Task requirements →
Every line in the records below between the one holding "walked any further;" and the one holding "use std::sync::Arc;", inclusive, is to be set down exactly; all other lines are to be left out.

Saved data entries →
####################
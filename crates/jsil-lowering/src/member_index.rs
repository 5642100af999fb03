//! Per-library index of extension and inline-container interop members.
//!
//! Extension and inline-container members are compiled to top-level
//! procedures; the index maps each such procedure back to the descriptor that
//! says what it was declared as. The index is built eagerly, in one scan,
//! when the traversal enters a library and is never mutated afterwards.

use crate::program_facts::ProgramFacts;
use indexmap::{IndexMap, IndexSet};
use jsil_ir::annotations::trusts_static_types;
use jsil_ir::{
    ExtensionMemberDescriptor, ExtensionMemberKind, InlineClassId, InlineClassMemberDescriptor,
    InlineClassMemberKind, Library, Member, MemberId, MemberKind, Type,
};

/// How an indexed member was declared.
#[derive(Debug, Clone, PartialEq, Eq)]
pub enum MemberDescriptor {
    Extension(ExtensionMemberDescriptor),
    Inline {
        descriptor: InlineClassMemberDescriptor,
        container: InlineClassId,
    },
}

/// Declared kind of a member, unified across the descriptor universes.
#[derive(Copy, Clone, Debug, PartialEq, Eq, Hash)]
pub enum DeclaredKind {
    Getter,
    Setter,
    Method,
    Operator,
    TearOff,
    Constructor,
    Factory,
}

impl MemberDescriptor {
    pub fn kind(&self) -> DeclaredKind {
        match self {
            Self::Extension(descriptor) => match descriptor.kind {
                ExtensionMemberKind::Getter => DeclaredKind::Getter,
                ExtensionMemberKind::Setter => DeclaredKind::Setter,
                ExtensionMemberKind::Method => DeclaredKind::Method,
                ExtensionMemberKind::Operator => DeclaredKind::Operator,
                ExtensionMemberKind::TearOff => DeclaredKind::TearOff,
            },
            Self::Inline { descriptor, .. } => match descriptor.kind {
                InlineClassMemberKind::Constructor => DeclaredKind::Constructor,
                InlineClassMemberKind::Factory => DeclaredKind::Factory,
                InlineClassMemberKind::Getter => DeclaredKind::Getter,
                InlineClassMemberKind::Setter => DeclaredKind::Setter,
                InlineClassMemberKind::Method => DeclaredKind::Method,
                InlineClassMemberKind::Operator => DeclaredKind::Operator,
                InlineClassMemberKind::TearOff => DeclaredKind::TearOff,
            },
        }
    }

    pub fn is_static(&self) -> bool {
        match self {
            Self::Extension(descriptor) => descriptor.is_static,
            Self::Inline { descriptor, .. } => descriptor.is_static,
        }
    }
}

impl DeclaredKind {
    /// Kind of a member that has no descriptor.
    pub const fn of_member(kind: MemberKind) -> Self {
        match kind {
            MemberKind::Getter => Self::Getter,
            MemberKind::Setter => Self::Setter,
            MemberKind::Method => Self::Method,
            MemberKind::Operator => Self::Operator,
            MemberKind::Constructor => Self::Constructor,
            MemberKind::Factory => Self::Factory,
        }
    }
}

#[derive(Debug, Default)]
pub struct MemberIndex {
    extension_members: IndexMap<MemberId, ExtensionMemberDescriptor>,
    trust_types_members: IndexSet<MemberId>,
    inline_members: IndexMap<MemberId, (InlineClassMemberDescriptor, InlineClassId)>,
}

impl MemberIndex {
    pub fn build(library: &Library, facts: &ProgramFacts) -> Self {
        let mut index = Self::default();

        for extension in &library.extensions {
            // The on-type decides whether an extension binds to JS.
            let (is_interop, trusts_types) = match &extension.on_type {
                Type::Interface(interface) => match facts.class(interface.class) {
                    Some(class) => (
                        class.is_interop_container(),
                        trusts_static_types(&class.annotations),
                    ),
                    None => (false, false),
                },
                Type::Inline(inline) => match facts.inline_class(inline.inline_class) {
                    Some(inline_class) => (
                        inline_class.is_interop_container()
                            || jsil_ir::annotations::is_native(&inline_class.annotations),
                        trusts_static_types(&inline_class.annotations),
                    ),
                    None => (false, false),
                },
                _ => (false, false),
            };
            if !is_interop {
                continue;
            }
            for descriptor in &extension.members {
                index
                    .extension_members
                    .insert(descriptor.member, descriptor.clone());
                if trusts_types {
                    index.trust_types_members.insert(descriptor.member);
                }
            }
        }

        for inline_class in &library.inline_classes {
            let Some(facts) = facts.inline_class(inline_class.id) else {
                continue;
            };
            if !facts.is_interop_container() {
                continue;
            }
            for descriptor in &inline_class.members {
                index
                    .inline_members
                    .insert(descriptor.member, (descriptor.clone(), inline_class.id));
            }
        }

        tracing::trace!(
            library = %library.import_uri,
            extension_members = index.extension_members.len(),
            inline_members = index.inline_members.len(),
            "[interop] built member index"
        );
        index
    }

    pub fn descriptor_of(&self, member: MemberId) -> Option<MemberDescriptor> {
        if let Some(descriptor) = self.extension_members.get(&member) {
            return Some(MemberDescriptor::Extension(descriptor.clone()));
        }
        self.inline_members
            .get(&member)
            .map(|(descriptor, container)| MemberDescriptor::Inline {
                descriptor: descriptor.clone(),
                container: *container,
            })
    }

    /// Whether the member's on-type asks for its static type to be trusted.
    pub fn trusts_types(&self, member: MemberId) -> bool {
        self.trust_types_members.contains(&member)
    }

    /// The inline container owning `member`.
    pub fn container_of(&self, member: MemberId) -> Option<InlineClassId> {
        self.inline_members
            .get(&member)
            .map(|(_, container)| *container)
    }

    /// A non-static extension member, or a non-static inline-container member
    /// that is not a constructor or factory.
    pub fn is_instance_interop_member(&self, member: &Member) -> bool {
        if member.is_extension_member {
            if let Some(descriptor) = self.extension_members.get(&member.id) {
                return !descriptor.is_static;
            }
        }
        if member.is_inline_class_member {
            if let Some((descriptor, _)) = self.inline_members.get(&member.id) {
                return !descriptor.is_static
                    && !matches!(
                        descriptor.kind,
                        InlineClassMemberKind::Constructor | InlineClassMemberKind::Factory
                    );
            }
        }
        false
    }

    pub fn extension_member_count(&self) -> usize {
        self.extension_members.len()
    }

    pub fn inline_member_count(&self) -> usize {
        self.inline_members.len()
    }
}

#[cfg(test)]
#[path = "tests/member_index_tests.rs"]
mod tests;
####################
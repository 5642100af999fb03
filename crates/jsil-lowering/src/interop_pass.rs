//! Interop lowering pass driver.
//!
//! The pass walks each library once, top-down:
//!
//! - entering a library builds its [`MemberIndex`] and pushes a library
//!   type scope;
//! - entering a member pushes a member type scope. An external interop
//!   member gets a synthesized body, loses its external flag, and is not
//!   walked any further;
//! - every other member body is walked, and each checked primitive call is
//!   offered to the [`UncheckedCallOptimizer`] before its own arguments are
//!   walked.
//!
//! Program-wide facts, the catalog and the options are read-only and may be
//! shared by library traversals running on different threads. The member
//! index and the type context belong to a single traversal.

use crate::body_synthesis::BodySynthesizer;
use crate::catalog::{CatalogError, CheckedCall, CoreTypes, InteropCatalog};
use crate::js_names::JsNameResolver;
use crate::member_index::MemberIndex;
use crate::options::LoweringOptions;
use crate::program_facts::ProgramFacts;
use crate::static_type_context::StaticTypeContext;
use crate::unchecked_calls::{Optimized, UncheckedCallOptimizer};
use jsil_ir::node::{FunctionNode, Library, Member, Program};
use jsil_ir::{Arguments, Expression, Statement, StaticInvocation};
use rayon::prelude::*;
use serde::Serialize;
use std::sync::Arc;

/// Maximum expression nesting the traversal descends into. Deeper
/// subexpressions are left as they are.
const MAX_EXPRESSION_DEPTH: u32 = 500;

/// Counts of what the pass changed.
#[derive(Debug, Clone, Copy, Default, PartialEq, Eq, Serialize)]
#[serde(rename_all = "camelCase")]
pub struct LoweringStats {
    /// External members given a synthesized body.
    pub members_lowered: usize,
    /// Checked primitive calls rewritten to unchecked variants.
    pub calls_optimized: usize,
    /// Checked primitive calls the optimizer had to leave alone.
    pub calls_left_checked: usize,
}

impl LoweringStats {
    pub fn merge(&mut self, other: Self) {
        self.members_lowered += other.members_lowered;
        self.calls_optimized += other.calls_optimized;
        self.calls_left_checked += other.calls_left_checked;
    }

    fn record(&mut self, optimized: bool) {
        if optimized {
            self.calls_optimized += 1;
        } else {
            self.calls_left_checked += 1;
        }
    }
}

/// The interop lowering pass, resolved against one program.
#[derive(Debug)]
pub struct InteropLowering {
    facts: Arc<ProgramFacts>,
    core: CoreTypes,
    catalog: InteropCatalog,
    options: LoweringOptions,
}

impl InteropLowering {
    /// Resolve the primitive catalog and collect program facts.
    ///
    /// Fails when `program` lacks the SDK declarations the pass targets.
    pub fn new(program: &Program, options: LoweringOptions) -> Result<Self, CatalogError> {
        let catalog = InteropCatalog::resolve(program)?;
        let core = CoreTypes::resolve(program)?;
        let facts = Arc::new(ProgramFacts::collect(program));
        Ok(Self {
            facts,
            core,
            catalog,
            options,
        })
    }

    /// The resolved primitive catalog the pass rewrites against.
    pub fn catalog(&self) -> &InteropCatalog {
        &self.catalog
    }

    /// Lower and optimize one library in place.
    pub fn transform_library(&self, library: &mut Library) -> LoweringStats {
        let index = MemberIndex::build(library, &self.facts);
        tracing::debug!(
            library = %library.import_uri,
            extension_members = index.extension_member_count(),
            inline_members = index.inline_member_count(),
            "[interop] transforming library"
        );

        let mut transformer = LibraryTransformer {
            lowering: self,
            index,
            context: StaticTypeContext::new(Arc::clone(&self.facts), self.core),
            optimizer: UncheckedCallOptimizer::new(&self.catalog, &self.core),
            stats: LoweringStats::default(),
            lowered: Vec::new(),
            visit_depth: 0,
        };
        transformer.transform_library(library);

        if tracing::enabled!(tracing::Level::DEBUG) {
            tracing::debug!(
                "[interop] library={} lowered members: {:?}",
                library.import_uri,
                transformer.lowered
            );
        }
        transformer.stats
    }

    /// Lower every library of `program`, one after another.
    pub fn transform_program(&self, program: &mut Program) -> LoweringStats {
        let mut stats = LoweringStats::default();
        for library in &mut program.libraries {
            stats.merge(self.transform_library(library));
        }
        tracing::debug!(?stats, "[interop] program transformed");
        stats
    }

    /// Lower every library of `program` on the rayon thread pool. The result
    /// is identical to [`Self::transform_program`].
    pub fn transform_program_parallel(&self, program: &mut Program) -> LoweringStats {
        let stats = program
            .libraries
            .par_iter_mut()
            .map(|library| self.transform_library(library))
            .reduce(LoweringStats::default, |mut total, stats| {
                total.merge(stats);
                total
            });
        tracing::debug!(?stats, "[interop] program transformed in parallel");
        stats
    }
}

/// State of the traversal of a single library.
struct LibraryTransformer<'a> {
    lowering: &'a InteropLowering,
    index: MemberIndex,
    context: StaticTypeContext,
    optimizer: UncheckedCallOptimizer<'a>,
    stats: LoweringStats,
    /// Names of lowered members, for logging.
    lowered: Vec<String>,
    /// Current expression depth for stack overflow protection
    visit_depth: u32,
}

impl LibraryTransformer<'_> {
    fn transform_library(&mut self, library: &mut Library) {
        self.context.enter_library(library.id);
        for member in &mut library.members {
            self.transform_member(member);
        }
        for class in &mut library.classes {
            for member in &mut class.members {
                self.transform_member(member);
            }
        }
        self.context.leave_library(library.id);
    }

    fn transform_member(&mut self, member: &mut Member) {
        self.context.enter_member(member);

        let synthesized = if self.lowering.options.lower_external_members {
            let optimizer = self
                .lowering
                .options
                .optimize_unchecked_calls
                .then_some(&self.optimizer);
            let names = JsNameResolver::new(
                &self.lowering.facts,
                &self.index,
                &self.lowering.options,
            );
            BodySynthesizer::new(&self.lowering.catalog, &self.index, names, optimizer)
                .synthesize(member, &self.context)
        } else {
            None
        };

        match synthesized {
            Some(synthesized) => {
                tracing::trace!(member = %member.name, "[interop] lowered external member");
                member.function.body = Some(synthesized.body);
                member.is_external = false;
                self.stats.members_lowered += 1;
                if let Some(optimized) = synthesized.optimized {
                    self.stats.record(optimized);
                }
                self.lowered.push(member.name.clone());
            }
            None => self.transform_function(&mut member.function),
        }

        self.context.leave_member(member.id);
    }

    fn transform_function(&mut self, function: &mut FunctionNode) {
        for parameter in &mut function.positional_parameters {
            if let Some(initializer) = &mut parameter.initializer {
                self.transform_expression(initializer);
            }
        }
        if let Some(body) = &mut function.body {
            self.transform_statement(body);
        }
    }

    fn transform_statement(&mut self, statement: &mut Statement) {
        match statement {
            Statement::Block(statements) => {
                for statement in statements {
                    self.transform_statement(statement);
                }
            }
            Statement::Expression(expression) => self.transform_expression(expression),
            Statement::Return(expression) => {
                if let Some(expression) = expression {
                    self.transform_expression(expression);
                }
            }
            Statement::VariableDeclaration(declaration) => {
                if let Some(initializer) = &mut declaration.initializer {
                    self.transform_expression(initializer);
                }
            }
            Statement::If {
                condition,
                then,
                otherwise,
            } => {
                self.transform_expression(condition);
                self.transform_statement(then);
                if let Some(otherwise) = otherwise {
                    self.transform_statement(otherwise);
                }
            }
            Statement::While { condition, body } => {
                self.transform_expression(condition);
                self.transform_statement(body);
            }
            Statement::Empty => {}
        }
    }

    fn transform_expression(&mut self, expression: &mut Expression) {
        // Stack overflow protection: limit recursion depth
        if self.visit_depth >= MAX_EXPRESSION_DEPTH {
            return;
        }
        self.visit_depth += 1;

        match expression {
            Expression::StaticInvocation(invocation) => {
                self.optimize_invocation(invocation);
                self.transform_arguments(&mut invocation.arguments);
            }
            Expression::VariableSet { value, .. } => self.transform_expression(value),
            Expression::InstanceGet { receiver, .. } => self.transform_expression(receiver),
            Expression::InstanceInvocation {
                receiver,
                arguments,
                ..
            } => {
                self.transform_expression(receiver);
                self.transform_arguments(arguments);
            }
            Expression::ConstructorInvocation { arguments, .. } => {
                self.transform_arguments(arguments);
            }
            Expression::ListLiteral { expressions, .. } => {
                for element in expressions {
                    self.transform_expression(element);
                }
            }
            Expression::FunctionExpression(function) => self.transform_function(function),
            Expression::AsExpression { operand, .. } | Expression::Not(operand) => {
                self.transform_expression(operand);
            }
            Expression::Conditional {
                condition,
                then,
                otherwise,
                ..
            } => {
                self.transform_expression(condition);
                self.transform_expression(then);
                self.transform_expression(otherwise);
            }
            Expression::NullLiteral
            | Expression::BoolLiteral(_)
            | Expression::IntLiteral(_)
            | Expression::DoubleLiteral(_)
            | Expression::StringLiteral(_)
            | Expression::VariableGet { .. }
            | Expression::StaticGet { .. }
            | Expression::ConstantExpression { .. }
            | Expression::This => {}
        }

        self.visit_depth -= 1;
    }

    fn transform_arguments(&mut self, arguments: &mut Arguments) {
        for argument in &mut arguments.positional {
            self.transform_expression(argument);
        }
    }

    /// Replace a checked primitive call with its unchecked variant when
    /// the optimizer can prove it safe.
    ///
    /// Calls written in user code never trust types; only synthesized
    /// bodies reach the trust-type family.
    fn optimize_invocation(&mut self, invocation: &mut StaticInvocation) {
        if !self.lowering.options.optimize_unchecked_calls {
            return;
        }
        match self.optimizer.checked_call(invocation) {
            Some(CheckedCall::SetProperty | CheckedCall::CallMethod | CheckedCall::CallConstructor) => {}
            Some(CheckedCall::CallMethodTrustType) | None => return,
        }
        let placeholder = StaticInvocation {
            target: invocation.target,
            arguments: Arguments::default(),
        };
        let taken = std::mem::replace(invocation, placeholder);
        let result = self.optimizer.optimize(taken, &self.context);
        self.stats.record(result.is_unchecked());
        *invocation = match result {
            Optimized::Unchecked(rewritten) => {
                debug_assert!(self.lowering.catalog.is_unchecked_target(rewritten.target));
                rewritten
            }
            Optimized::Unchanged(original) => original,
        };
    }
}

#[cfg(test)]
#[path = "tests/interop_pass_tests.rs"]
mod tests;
####################
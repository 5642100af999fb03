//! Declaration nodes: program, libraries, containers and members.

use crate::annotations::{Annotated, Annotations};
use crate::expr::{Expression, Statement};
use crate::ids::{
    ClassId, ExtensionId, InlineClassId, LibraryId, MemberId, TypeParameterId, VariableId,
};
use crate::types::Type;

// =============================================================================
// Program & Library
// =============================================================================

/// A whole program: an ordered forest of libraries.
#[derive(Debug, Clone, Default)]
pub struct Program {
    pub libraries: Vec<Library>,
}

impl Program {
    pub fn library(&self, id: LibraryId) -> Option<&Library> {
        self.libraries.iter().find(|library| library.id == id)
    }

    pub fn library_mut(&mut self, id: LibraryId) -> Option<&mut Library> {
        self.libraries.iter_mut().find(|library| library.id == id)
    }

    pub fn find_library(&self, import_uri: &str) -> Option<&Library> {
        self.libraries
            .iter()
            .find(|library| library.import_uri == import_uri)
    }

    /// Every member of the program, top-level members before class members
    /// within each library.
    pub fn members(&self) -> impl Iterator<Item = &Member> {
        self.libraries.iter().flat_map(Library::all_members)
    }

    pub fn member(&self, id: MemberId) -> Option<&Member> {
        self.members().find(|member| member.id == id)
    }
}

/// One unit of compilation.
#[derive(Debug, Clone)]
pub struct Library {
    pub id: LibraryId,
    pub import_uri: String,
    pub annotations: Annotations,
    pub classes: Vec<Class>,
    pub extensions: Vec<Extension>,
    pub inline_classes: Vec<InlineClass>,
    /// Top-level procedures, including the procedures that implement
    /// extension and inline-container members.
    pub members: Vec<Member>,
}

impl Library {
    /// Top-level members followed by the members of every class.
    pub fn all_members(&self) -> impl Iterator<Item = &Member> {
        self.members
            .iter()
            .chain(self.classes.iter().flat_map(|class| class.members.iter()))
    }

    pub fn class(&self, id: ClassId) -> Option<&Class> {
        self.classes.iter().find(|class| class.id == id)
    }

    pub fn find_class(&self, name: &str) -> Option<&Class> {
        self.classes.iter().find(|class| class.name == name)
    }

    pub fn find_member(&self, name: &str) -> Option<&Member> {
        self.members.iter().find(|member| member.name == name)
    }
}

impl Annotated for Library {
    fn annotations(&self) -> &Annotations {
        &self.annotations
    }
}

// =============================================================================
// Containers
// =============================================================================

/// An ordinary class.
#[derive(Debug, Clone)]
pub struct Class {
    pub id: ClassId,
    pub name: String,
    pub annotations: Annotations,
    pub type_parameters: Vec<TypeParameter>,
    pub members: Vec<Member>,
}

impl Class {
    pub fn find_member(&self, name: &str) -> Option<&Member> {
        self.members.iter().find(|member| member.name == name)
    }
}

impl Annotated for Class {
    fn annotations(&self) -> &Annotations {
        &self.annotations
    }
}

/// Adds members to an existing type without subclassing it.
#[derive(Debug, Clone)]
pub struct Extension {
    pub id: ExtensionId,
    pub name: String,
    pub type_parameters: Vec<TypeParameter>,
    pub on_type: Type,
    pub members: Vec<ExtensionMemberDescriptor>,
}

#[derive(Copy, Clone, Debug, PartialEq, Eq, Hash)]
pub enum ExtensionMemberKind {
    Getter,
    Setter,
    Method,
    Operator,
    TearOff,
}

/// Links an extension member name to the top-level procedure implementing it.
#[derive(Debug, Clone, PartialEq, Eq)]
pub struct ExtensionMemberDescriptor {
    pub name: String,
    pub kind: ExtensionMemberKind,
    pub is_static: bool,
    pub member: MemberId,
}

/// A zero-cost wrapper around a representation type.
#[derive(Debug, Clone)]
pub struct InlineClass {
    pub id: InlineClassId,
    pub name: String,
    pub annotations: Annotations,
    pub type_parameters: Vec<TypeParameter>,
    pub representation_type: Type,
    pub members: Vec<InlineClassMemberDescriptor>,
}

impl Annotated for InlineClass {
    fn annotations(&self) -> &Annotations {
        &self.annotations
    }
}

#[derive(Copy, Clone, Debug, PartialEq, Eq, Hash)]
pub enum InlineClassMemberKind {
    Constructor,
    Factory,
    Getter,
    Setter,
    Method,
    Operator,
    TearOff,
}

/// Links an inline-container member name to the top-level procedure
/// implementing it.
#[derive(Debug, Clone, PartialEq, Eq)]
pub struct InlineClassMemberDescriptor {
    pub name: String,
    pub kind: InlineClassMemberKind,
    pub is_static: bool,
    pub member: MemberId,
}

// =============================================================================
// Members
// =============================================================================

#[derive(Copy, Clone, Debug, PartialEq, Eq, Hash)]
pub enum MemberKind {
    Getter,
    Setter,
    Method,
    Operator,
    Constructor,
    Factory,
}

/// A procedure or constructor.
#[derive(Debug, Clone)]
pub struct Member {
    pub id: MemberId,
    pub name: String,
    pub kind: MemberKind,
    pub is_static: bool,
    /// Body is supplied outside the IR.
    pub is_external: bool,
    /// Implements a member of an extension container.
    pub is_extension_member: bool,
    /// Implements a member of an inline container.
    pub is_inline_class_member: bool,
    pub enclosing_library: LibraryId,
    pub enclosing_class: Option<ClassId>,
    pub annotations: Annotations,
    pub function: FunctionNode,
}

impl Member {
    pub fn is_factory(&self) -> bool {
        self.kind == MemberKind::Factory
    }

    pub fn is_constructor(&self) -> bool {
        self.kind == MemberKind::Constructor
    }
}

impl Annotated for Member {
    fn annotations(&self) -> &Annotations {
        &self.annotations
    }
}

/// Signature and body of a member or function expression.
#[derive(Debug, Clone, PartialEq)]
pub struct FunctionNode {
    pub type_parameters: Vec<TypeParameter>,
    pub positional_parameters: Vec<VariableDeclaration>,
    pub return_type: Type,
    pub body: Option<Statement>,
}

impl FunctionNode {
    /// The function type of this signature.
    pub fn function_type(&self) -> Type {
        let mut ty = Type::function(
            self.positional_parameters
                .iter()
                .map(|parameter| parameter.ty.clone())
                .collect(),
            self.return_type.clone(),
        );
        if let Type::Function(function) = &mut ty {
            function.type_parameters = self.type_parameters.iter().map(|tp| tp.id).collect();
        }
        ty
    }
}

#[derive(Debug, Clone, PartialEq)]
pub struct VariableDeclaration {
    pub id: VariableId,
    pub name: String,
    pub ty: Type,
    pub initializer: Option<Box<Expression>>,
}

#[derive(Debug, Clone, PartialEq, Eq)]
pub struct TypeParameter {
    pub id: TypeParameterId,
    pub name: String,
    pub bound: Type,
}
####################
Written response →
//!   walked any further;
//! - every other member body is walked, and each checked primitive call is
//!   offered to the [`UncheckedCallOptimizer`] before its own arguments are
//!   walked.
//!
//! Program-wide facts, the catalog and the options are read-only and may be
//! shared by library traversals running on different threads. The member
//! index and the type context belong to a single traversal.

use crate::body_synthesis::BodySynthesizer;
use crate::catalog::{CatalogError, CheckedCall, CoreTypes, InteropCatalog};
use crate::js_names::JsNameResolver;
use crate::member_index::MemberIndex;
use crate::options::LoweringOptions;
use crate::program_facts::ProgramFacts;
use crate::static_type_context::StaticTypeContext;
use crate::unchecked_calls::{Optimized, UncheckedCallOptimizer};
use jsil_ir::node::{FunctionNode, Library, Member, Program};
use jsil_ir::{Arguments, Expression, Statement, StaticInvocation};
use rayon::prelude::*;
use serde::Serialize;
use std::sync::Arc;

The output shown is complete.